When you first start examining coins with a magnifying glass it will open up a world filled with what appears to be irregularities that you will think, “just have to be valuable errors and varieties!” At first you may feel it’s “beginner’s luck” and you’ve magically struck a gold mine! Valuable coins that nobody before you seemed lucky enough to encounter, are yours for the taking! Almost every handful of coins you check turns up significant numbers of “valuable” errors! You start to envision trips to the Virgin Islands or a new boat docked out in front of your new condo on the lake. Some of these “errors” may in fact be legitimate, but others will be imagined – like angels in the clouds. Still others will represent little more than reflections or shadows that you just haven’t become accustomed to recognizing.
At about the point you’ve stacked up your first fortune, it’s time for a reality check. The fact is, valuable error coins are not found in circulation in short periods of time in quantities measured in stacks. It’s a lot like fishing. The first few times out you may catch a lot of snags and/or wander over to a “nursery area” and catch a bunch of small fry! Generally speaking, the big fish just aren’t going to jump into the boat and it’s going to take a bit of time, practice, and experience to start consistently catching the big ones.

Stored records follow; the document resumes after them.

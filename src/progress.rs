//! Sync progress reporting.
//!
//! Progress goes to **stderr** so stdout stays parseable for scripts. The
//! orchestrator emits one event when it starts fetching and one per record
//! processed.

use std::io::Write;

/// A single progress event for a sync run.
#[derive(Clone, Debug, PartialEq)]
pub enum SyncProgressEvent {
    /// Fetching call records from this source (no total yet).
    Fetching { source: String },
    /// Record `n` of `total` finished with `outcome`.
    Processing {
        source: String,
        n: u64,
        total: u64,
        call_uuid: String,
        outcome: &'static str,
    },
}

/// Reports sync progress. Implementations write to stderr (human or JSON).
pub trait SyncProgressReporter: Send + Sync {
    fn report(&self, event: SyncProgressEvent);
}

/// Human-friendly progress on stderr: "sync santral  processing  12 / 1,024 calls".
pub struct StderrProgress;

impl SyncProgressReporter for StderrProgress {
    fn report(&self, event: SyncProgressEvent) {
        let line = match &event {
            SyncProgressEvent::Fetching { source } => {
                format!("sync {}  fetching...\n", source)
            }
            SyncProgressEvent::Processing {
                source,
                n,
                total,
                call_uuid,
                outcome,
            } => format!(
                "sync {}  processing  {} / {} calls  {} {}\n",
                source,
                format_number(*n),
                format_number(*total),
                call_uuid,
                outcome
            ),
        };
        let _ = std::io::stderr().lock().write_all(line.as_bytes());
        let _ = std::io::stderr().lock().flush();
    }
}

/// Machine-readable progress: one JSON object per line on stderr.
pub struct JsonProgress;

impl SyncProgressReporter for JsonProgress {
    fn report(&self, event: SyncProgressEvent) {
        let obj = match &event {
            SyncProgressEvent::Fetching { source } => serde_json::json!({
                "event": "progress",
                "source": source,
                "phase": "fetching"
            }),
            SyncProgressEvent::Processing {
                source,
                n,
                total,
                call_uuid,
                outcome,
            } => serde_json::json!({
                "event": "progress",
                "source": source,
                "phase": "processing",
                "n": n,
                "total": total,
                "call_uuid": call_uuid,
                "outcome": outcome
            }),
        };
        if let Ok(line) = serde_json::to_string(&obj) {
            let _ = writeln!(std::io::stderr().lock(), "{}", line);
            let _ = std::io::stderr().lock().flush();
        }
    }
}

/// No-op reporter when progress is disabled.
pub struct NoProgress;

impl SyncProgressReporter for NoProgress {
    fn report(&self, _event: SyncProgressEvent) {}
}

pub(crate) fn format_number(n: u64) -> String {
    let s = n.to_string();
    let mut result = String::with_capacity(s.len() + (s.len() - 1) / 3);
    for (i, c) in s.chars().rev().enumerate() {
        if i > 0 && i % 3 == 0 {
            result.push(',');
        }
        result.push(c);
    }
    result.chars().rev().collect()
}

/// Progress mode for the CLI: off, human (stderr), or JSON (stderr).
#[derive(Clone, Copy, Debug, Eq, PartialEq)]
pub enum ProgressMode {
    Off,
    Human,
    Json,
}

impl ProgressMode {
    /// Default: human progress when stderr is a TTY, otherwise off.
    pub fn default_for_tty() -> Self {
        if atty::is(atty::Stream::Stderr) {
            ProgressMode::Human
        } else {
            ProgressMode::Off
        }
    }

    pub fn parse(value: &str) -> Option<Self> {
        match value {
            "off" | "none" => Some(ProgressMode::Off),
            "human" => Some(ProgressMode::Human),
            "json" => Some(ProgressMode::Json),
            _ => None,
        }
    }

    pub fn reporter(&self) -> Box<dyn SyncProgressReporter> {
        match self {
            ProgressMode::Off => Box::new(NoProgress),
            ProgressMode::Human => Box::new(StderrProgress),
            ProgressMode::Json => Box::new(JsonProgress),
        }
    }
}
use anyhow::Result;

use crate::config::Config;

/// Print the configured upstream endpoints and whether their secrets are set.
pub fn list_sources(config: &Config) -> Result<()> {
    let hubspot_ready = config.hubspot.access_token().is_ok();
    let santral_ready = config.santral.api_key().is_ok();

    println!("{:<10} {:<32} {:<24} READY", "SOURCE", "BASE URL", "SECRET ENV");
    println!(
        "{:<10} {:<32} {:<24} {}",
        "hubspot", config.hubspot.base_url, config.hubspot.token_env, hubspot_ready
    );
    println!(
        "{:<10} {:<32} {:<24} {}",
        "santral", config.santral.base_url, config.santral.api_key_env, santral_ready
    );
    println!();
    println!(
        "santral rate limit: {} requests/minute, page limit {}",
        config.santral.max_requests_per_minute, config.santral.page_limit
    );

    Ok(())
}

In the beginning, you are most likely to find large numbers of minor variations such as die cracks, die chips, die scratches, plating blisters, die flow lines, missing or weak design elements due to die abrasion, die deterioration doubling, double rims, and minor clash marks. These are very common on most issues of world coins and are not necessarily anything out of the ordinary.
Traditionally, these types of variations hold very little monetary value over face value. Yes, a collector or dealer may run an ad and sell a few at an inflated price to unknowledgeable collectors, but the fact is there is not a single dealer involved in the error-variety hobby that will purchase such items for resale, and few (if any) of today’s sellers will be willing buyers of these items tomorrow. Are these varieties interesting? Yes! And they are very collectible too! They are also of extremely high educational value. The area of die chips, cracks, etc., is where many of the old-time-error-variety collectors started out . . . and there is a lot to be learned about dies and the minting process by studying such items. Valuable? Well, if you can’t find an error-variety dealer that will buy them, much less handle them, then you must conclude that they are of little value over face. We suggest you have fun searching and keep as many as you like as long as you’re not paying over face value. Just realize you’re collecting them for fun and education and that no resale market to dealers exists.
It should be noted that there is always an exception to the rule! Exceptions include coins like the 1922 No D cent, the 1937-D 3 Legged Buffalo nickel and the 1982 “No FG” Kennedy halves. All exhibit very trivial flaws of a class normally ignored by collectors that have been promoted into high demand “major errors.”
While 99.9 percent of the “minors” are ignored by the majority of collectors and dealers, you just never know which will be the next to catch on. It probably wouldn’t hurt to hold on to a few of the more interesting ones to see what happens.
“BIE” cents.
States quarters with interesting die breaks.
Clashed Die
“Prisoner Cent.”
While the vast majority of minor errors described in this chapter carry no premium, a few do carry modest premiums of 50¢ to $5. Lincoln cents with a die break between the B and E of LIBERTY (referred to as BIE cents), interesting die breaks on states quarters, and clashed dies are a few examples of minor varieties which carry slight value.